---
title: Text Extraction Summarization
emoji: 📈
colorFrom: yellow
colorTo: purple
sdk: gradio
sdk_version: 5.18.0
app_file: app.py
pinned: false
short_description: Text extraction and summarization
---

Check out the configuration reference at https://huggingface.co/docs/hub/spaces-config-reference

Speech and Video Transcription & Summarization App

This project is a Python-based application that provides an interactive Gradio interface for extracting text from audio and video files using OpenAI's Whisper model and summarizing the extracted text using an Arabic BART summarization model.

Table of Contents

Introduction

Features

Requirements

Installation & Setup

Usage

Code Explanation

1. Basic Setup

2. Model Loading

3. Helper Functions

4. Example Audio Processing

5. User Interface

Notes

License

Introduction

This application provides an end-to-end solution for speech-to-text conversion from audio or video files, leveraging ASR (Automatic Speech Recognition) technology. The extracted text can then be summarized using a pre-trained BART summarization model for Arabic. The system supports both audio and video file processing, breaking down large files into smaller segments for efficient processing.

Features

Extract text from audio and video: Supports MP4, AVI, MOV, MKV formats for video, and WAV, MP3 for audio.

Handles large files: Automatically splits long audio files into 30-second segments for smoother processing.

Summarizes extracted text: Uses a fine-tuned BART model to generate concise summaries.

Interactive UI: Built with Gradio, providing a simple drag-and-drop interface.

Requirements

Python: 3.6 or later

Required Libraries:

gradio

torch

transformers

moviepy

librosa

soundfile

numpy

re

os (built-in)

GPU Support: If available, the system will use CUDA for faster processing.

Installation & Setup

Install Python: Ensure you have Python 3.6 or later installed.

Install required dependencies: Run:

pip install gradio torch transformers moviepy librosa soundfile numpy

Additional Requirements:

To process video files, install FFmpeg: FFmpeg Official Site.

Ensure an internet connection for downloading models on first run.

Usage

Run the application:

python filename.py

This will launch a Gradio interface with a local or public URL.

Using the UI:

Test Example: A sample audio file is provided; click the "Try Example ⚡" button to test it.

Upload File: Drag and drop an audio (WAV, MP3) or video (MP4, AVI, MOV) file.

Extract Text: Click "Extract Text" after uploading to convert speech to text.

Summarize Text: Once the text is extracted, click "Summarize" to generate a concise summary.

Code Explanation

1. Basic Setup

Detect GPU availability: Uses CUDA if available.

device = "cuda" if torch.cuda.is_available() else "cpu"

2. Model Loading

ASR Model: Uses Whisper-medium from OpenAI.

Summarization Model: Loads a fine-tuned BART model for Arabic.

pipe = pipeline("automatic-speech-recognition", model="openai/whisper-medium", device=0 if device=="cuda" else -1)
bart_model = AutoModelForSeq2SeqLM.from_pretrained("ahmedabdo/arabic-summarizer-bart")
bart_tokenizer = AutoTokenizer.from_pretrained("ahmedabdo/arabic-summarizer-bart")

3. Helper Functions

Text Cleaning: Removes extra spaces.

def clean_text(text):
    return re.sub(r'\s+', ' ', text).strip()

Audio/Video Processing:

Extracts audio from video files.

Splits long audio into 30-second segments.

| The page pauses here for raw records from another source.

// SPDX-License-Identifier: BUSL-1.1
// Copyright (c) 2026 Alfred Jean LLC

//! Boot script generator.
//!
//! `generate` is a pure function from [`BootParams`] to a bash program; the
//! same params always yield byte-identical output. The emitted script is
//! the only code that runs on the remote resource, and it upholds four
//! guarantees the orchestrator depends on:
//!
//! 1. Each secret handle is read exactly once at startup; a missing
//!    required credential reports a `failed` heartbeat and exits non-zero
//!    before the task body runs.
//! 2. A `running` heartbeat is posted before the task body.
//! 3. Exactly one terminal heartbeat (`completed` or `failed`) is posted,
//!    sentinel-guarded, on every exit path including timeout.
//! 4. The task text travels base64-encoded — operator prompts are data,
//!    never shell.

use crate::broker::{Injection, SecretHandle};
use base64::engine::general_purpose::STANDARD as B64;
use base64::Engine;
use fleet_core::{AgentId, Backend, Engine as TaskEngine, TaskSpec};
use std::fmt::Write;

/// Metadata endpoint visible only from inside a GCE instance.
const METADATA_ATTRIBUTES_URL: &str =
    "http://metadata.google.internal/computeMetadata/v1/instance/attributes";

/// Inputs to boot script generation.
#[derive(Debug, Clone)]
pub struct BootParams<'a> {
    pub agent_id: &'a AgentId,
    pub task: &'a TaskSpec,
    pub backend: Backend,
    /// Daemon heartbeat endpoint; empty disables reporting (the script
    /// still runs the task).
    pub control_plane_url: &'a str,
    pub secrets: &'a [SecretHandle],
    /// Name of the handle whose value authenticates heartbeats.
    pub auth_secret: &'a str,
}

/// Render the boot program for one agent.
pub fn generate(params: &BootParams<'_>) -> String {
    let mut s = String::with_capacity(8 * 1024);
    header(&mut s, params);
    secret_loading(&mut s, params);
    heartbeat_helpers(&mut s, params);
    credential_check(&mut s, params);
    workspace_setup(&mut s, params);
    harness_install(&mut s, params);
    task_body(&mut s, params);
    teardown(&mut s, params);
    s
}

fn header(s: &mut String, p: &BootParams<'_>) {
    s.push_str("#!/bin/bash\nset -uo pipefail\n\n");
    let _ = writeln!(s, "AGENT_ID={}", sh_quote(p.agent_id.as_str()));
    let _ = writeln!(s, "CONTROL_PLANE_URL={}", sh_quote(p.control_plane_url));
    let _ = writeln!(s, "TIMEOUT_SECS={}", p.task.timeout_secs);
    let _ = writeln!(s, "MAX_ITERATIONS={}", p.task.max_iterations);
    let _ = writeln!(s, "KEEP_ALIVE={}", if p.task.keep_alive { 1 } else { 0 });
    let _ = writeln!(s, "REPO={}", sh_quote(p.task.repo.as_deref().unwrap_or("")));
    let _ = writeln!(s, "BRANCH={}", sh_quote(p.task.branch.as_deref().unwrap_or("")));
    s.push_str(
        "\nlog() { echo \"[$(date '+%Y-%m-%d %H:%M:%S')] $1\" | tee -a /var/log/fleet-agent.log; }\n\
         export HOME=/root\n\
         export DEBIAN_FRONTEND=noninteractive\n\n",
    );
}

/// Emit one read per handle. Metadata handles curl the local-only endpoint;
/// env handles are already present in the container environment.
fn secret_loading(s: &mut String, p: &BootParams<'_>) {
    s.push_str("# Load credentials (one read per handle)\n");
    for handle in p.secrets {
        let var = shell_var(&handle.name);
        match &handle.injection {
            Injection::MetadataItem { key } => {
                let _ = writeln!(
                    s,
                    "{var}=$(curl -sf -H 'Metadata-Flavor: Google' {url}/{key} || echo '')",
                    url = METADATA_ATTRIBUTES_URL,
                );
            }
            Injection::EnvVar { name } => {
                let _ = writeln!(s, "{var}=\"${{{name}:-}}\"");
            }
        }
        let _ = writeln!(s, "export {var}");
    }
    s.push('\n');
}

fn heartbeat_helpers(s: &mut String, p: &BootParams<'_>) {
    let token_var = shell_var(p.auth_secret);
    let _ = write!(
        s,
        "report() {{\n\
         \x20   local status=$1\n\
         \x20   local message=${{2:-}}\n\
         \x20   [ -n \"$CONTROL_PLANE_URL\" ] || return 0\n\
         \x20   curl -s -X POST \"$CONTROL_PLANE_URL/heartbeat\" \\\n\
         \x20       -H 'Content-Type: application/json' \\\n\
         \x20       -H \"Authorization: Bearer ${token_var}\" \\\n\
         \x20       -d \"{{\\\"agent_id\\\": \\\"$AGENT_ID\\\", \\\"status\\\": \\\"$status\\\", \\\"message\\\": \\\"$message\\\"}}\" \\\n\
         \x20       --connect-timeout 5 --max-time 10 \\\n\
         \x20       >/dev/null 2>&1 || log \"heartbeat ($status) undeliverable\"\n\
         }}\n\n\
         # Terminal heartbeat fires at most once, whichever path exits first.\n\
         TERMINAL_REPORTED=0\n\
         finish() {{\n\
         \x20   if [ \"$TERMINAL_REPORTED\" -eq 0 ]; then\n\
         \x20       TERMINAL_REPORTED=1\n\
         \x20       report \"$1\" \"$2\"\n\
         \x20   fi\n\
         }}\n\n",
    );
}

fn credential_check(s: &mut String, p: &BootParams<'_>) {
    for handle in p.secrets.iter().filter(|h| h.required) {
        let var = shell_var(&handle.name);
        let _ = write!(
            s,
            "if [ -z \"${var}\" ]; then\n\
             \x20   log 'missing required credential: {name}'\n\
             \x20   finish failed 'missing required credential: {name}'\n\
             \x20   exit 1\n\
             fi\n",
            name = handle.name,
        );
    }
    s.push('\n');
}

fn workspace_setup(s: &mut String, _p: &BootParams<'_>) {
    s.push_str(
        "WORKSPACE=/workspace/$AGENT_ID\n\
         mkdir -p \"$WORKSPACE\"\n\
         cd \"$WORKSPACE\"\n\n\
         git config --global user.email \"$AGENT_ID@fleet.local\"\n\
         git config --global user.name \"fleet agent $AGENT_ID\"\n\n\
         if [ -n \"$REPO\" ]; then\n\
         \x20   log \"cloning $REPO\"\n\
         \x20   git clone \"$REPO\" project || { finish failed 'git clone failed'; exit 1; }\n\
         \x20   cd project\n\
         \x20   if [ -n \"$BRANCH\" ]; then git checkout -B \"$BRANCH\"; fi\n\
         else\n\
         \x20   mkdir -p project && cd project && git init -q\n\
         fi\n\
         WORKDIR=$PWD\n\n",
    );
}

fn harness_install(s: &mut String, p: &BootParams<'_>) {
    // VMs boot from a bare Ubuntu image; pods ship a prebuilt image.
    if p.backend == Backend::Gce {
        s.push_str(
            "log 'installing harness dependencies'\n\
             apt-get update -qq && apt-get install -y -qq git curl jq ca-certificates gnupg\n\
             mkdir -p /etc/apt/keyrings\n\
             curl -fsSL https://deb.nodesource.com/gpgkey/nodesource-repo.gpg.key | gpg --dearmor -o /etc/apt/keyrings/nodesource.gpg\n\
             echo 'deb [signed-by=/etc/apt/keyrings/nodesource.gpg] https://deb.nodesource.com/node_18.x nodistro main' > /etc/apt/sources.list.d/nodesource.list\n\
             apt-get update -qq && apt-get install -y -qq nodejs\n",
        );
    }
    let package = match p.task.engine {
        TaskEngine::Claude => "@anthropic-ai/claude-code",
        TaskEngine::Codex => "@openai/codex",
    };
    let _ = writeln!(s, "npm install -g {package} || {{ finish failed 'harness install failed'; exit 1; }}");
    s.push('\n');
}

fn task_body(s: &mut String, p: &BootParams<'_>) {
    // The prompt is opaque data: base64 in the script, decoded to a file,
    // handed to the engine by path. No shell ever interprets it.
    let prompt_b64 = B64.encode(p.task.prompt.as_bytes());
    let _ = writeln!(s, "PROMPT_B64={}", sh_quote(&prompt_b64));
    s.push_str("printf '%s' \"$PROMPT_B64\" | base64 -d > \"$WORKSPACE/task.txt\"\n\n");

    let engine_cmd = match p.task.engine {
        TaskEngine::Claude => "claude -p \"$(cat \"$WORKSPACE/task.txt\")\" --dangerously-skip-permissions",
        TaskEngine::Codex => "codex exec \"$(cat \"$WORKSPACE/task.txt\")\"",
    };

    s.push_str("report running 'task starting'\n\n");
    let _ = write!(
        s,
        "cat > \"$WORKSPACE/harness.sh\" <<'HARNESS'\n\
         #!/bin/bash\n\
         # Continuous-session loop: one engine session per iteration,\n\
         # committing between sessions so progress survives restarts.\n\
         i=0\n\
         while :; do\n\
         \x20   i=$((i + 1))\n\
         \x20   if [ \"$MAX_ITERATIONS\" -gt 0 ] && [ \"$i\" -gt \"$MAX_ITERATIONS\" ]; then\n\
         \x20       echo \"reached max iterations ($MAX_ITERATIONS)\"\n\
         \x20       break\n\
         \x20   fi\n\
         \x20   echo \"=== iteration $i ===\"\n\
         \x20   {engine_cmd}\n\
         \x20   git add -A && git commit -q -m \"iteration $i\" || true\n\
         \x20   if [ -f \"$WORKSPACE/task-complete\" ]; then\n\
         \x20       echo 'task reported complete'\n\
         \x20       break\n\
         \x20   fi\n\
         \x20   sleep 5\n\
         done\n\
         HARNESS\n\
         chmod +x \"$WORKSPACE/harness.sh\"\n\n\
         timeout \"$TIMEOUT_SECS\" env WORKSPACE=\"$WORKSPACE\" MAX_ITERATIONS=\"$MAX_ITERATIONS\" \\\n\
         \x20   bash \"$WORKSPACE/harness.sh\" 2>&1 | tee -a /var/log/fleet-agent.log\n\
         RC=${{PIPESTATUS[0]}}\n\n\
         if [ \"$RC\" -eq 124 ]; then\n\
         \x20   log 'task timed out, committing checkpoint'\n\
         \x20   git add -A && git commit -q -m 'checkpoint: timeout budget expired' || true\n\
         \x20   finish failed \"timed out after ${{TIMEOUT_SECS}}s\"\n\
         elif [ \"$RC\" -eq 0 ]; then\n\
         \x20   finish completed 'task finished'\n\
         else\n\
         \x20   finish failed \"task exited with code $RC\"\n\
         fi\n\n",
    );
}

fn teardown(s: &mut String, p: &BootParams<'_>) {
    s.push_str(
        "if [ \"$KEEP_ALIVE\" -eq 1 ]; then\n\
         \x20   log 'keep_alive set, leaving resource up'\n\
         \x20   sleep infinity\n\
         fi\n",
    );
    match p.backend {
        Backend::Gce => s.push_str("log 'shutting down'\nshutdown -h now\n"),
        // Pod teardown is the container exiting.
        Backend::Kubernetes => s.push_str("exit \"$RC\"\n"),
    }
}

/// Shell variable name for a credential: SCREAMING_SNAKE of its store name.
fn shell_var(name: &str) -> String {
    name.to_ascii_uppercase().replace('-', "_")
}

/// Single-quote for bash. Credential names, ids, and urls come from config
/// and validated records, but quoting everything keeps the invariant local.
fn sh_quote(value: &str) -> String {
    format!("'{}'", value.replace('\'', "'\\''"))
}

#[cfg(test)]
#[path = "bootscript_tests.rs"]
mod tests;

Uses Whisper ASR to transcribe speech into text.

def convert_audio_to_text(uploaded_file):
    ...

Text Summarization: Uses BART to generate summaries.

def summarize_text(text):
    ...

4. Example Audio Processing

A sample MP3 file is provided for testing.

Function process_example_audio ensures the file exists and processes it.

EXAMPLE_AUDIO_PATH = "AUDIO-2025-02-24-22-10-37.mp3"

def process_example_audio():
    if not os.path.exists(EXAMPLE_AUDIO_PATH):
        return "⛔ Example file not found!"
    return convert_audio_to_text(EXAMPLE_AUDIO_PATH)

5. User Interface

Gradio UI Components:

Audio preview & Example button

File upload section

Buttons for text extraction and summarization

Textboxes to display results

Button Callbacks: Link UI buttons to processing functions.

with gr.Blocks() as demo:
    ...
    extract_btn.click(convert_audio_to_text, inputs=file_input, outputs=extracted_text)
    summarize_btn.click(summarize_text, inputs=extracted_text, outputs=summary_output)
    example_btn.click(process_example_audio, outputs=extracted_text)

Launch the App: Runs the Gradio interface.

if __name__ == "__main__":
    demo.launch()

Notes

Processing Speed: Large files take longer due to segmentation and ASR processing.

Video Files: Ensure FFmpeg is installed for proper audio extraction.

Resources: Large models like Whisper and BART require GPU acceleration for optimal performance.